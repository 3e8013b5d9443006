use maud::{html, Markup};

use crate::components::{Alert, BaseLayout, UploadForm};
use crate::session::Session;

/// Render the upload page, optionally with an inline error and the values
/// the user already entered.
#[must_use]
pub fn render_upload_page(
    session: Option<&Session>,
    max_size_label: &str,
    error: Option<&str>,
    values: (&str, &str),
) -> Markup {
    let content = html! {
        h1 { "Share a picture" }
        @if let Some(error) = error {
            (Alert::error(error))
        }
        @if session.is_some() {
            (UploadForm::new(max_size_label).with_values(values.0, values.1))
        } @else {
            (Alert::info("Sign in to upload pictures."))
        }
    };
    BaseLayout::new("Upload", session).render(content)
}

- - -

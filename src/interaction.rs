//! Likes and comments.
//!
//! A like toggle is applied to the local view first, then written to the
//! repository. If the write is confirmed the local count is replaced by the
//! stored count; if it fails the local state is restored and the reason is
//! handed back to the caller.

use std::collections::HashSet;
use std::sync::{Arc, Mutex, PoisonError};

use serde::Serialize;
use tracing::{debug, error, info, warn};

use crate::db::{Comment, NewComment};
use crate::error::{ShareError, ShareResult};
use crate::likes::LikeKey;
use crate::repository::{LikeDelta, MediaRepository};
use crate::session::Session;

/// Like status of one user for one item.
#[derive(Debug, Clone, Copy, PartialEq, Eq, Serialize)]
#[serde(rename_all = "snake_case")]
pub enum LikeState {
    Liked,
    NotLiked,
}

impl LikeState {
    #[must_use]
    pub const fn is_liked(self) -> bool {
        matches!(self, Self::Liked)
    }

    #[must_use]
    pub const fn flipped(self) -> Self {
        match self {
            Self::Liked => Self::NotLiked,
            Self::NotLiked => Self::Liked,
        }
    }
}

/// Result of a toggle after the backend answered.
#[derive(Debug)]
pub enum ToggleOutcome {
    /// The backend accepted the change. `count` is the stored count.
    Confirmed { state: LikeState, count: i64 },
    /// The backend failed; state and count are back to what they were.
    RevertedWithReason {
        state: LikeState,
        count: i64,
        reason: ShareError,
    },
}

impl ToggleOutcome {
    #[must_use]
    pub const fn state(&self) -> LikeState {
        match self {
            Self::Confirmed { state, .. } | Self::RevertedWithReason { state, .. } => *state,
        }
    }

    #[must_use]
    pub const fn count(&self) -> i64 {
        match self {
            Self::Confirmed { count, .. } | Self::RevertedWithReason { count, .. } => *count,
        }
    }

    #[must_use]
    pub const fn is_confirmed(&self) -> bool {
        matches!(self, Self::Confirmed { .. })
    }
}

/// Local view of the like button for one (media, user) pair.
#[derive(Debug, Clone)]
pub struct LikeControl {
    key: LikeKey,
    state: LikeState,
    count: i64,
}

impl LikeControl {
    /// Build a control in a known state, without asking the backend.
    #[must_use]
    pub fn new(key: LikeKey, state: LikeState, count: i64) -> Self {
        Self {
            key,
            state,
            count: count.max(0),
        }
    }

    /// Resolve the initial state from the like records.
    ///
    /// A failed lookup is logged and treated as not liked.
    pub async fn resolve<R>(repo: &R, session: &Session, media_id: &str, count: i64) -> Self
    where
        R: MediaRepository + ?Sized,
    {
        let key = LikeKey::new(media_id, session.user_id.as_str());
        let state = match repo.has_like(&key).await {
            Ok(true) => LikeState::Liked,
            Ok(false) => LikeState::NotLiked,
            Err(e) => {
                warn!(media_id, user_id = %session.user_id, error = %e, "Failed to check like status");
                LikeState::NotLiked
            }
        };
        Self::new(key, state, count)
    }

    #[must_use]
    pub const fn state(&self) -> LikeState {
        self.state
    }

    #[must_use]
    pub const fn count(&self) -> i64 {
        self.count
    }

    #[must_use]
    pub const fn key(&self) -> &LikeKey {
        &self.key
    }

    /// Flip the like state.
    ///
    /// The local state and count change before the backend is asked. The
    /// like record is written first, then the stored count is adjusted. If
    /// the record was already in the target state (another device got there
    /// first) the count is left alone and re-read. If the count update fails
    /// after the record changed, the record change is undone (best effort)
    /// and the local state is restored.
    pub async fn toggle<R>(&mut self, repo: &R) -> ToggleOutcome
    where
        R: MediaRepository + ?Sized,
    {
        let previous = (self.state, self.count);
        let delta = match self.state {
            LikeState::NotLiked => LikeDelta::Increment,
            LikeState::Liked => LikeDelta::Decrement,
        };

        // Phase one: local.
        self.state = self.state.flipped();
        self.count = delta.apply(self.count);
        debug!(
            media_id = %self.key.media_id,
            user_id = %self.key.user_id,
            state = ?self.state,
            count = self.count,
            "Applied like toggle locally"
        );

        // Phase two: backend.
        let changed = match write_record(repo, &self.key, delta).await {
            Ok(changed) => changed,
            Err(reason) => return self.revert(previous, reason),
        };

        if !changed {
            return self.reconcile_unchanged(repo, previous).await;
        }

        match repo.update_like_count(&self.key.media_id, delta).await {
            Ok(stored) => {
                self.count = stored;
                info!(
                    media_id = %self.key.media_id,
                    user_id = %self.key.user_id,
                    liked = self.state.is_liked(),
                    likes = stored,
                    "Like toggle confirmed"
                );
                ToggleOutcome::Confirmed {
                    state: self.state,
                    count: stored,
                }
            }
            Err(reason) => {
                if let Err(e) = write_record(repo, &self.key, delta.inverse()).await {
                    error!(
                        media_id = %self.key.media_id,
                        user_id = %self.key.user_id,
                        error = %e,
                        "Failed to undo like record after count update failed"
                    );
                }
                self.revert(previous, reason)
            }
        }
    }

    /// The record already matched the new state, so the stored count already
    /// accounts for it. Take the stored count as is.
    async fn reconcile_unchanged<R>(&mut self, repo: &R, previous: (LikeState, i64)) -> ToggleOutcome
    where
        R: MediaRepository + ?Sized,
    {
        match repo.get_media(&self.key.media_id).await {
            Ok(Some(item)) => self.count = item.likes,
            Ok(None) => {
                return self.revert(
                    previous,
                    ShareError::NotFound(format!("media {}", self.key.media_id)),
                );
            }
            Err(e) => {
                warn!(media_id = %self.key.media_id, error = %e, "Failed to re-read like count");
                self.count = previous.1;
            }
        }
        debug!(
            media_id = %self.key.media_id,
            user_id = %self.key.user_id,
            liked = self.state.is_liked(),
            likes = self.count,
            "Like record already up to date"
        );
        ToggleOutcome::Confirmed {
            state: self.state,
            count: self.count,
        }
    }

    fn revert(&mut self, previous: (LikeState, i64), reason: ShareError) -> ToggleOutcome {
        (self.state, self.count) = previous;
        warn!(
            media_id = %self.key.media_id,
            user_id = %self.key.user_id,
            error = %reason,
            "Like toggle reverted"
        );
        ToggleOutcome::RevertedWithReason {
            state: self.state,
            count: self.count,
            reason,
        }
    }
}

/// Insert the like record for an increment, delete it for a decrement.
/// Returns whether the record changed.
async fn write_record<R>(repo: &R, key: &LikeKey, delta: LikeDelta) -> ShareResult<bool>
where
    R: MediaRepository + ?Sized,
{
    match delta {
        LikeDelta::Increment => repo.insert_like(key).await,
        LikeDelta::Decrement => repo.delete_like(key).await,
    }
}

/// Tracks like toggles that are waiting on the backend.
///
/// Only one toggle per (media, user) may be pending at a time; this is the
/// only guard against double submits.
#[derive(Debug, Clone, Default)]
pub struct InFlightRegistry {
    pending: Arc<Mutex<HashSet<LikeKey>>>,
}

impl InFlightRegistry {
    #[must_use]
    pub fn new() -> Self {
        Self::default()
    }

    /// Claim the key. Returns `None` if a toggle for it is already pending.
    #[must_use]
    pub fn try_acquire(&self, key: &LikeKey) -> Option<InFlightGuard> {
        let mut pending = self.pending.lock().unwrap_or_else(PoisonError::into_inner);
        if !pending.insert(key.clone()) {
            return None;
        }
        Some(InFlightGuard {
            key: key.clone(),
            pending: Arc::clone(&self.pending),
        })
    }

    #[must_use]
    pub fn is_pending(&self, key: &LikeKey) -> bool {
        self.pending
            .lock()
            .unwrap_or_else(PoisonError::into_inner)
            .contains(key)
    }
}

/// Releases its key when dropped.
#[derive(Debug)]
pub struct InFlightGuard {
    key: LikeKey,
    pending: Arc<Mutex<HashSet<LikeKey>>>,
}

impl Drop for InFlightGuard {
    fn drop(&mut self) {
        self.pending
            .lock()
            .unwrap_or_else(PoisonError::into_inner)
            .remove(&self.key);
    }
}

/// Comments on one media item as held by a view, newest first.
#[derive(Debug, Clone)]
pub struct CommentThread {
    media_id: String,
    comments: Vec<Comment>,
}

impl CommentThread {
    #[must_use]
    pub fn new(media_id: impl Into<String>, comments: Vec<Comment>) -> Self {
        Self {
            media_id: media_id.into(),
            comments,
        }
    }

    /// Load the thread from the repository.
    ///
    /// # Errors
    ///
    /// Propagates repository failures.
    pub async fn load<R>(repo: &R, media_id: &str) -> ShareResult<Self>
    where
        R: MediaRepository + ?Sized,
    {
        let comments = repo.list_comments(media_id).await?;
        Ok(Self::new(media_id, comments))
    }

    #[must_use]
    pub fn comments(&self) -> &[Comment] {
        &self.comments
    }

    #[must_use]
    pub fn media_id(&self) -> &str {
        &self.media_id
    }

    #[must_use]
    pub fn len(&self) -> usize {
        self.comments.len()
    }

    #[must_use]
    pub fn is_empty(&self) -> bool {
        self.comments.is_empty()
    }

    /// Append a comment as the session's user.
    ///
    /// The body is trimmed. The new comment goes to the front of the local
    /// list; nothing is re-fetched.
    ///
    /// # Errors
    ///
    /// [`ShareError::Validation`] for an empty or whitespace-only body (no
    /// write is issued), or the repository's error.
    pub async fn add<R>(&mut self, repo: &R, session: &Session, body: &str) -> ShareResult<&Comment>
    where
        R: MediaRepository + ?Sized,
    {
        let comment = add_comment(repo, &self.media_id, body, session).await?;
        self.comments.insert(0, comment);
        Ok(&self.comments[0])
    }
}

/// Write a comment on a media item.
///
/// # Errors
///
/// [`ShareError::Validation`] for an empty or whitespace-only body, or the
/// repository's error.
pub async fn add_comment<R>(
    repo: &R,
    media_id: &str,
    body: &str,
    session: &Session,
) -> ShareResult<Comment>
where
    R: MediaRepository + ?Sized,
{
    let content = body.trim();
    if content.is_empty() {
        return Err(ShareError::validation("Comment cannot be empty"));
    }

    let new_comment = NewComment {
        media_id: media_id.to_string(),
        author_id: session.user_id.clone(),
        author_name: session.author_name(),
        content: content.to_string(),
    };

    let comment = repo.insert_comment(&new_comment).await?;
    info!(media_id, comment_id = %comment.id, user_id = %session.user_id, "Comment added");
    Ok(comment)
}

- - -

Find "impl" in the data above. Report each line where it appears.

impl LikeState {
impl ToggleOutcome {
impl LikeControl {
impl InFlightRegistry {
impl Drop for InFlightGuard {
impl CommentThread {
    pub fn new(media_id: impl Into<String>, comments: Vec<Comment>) -> Self {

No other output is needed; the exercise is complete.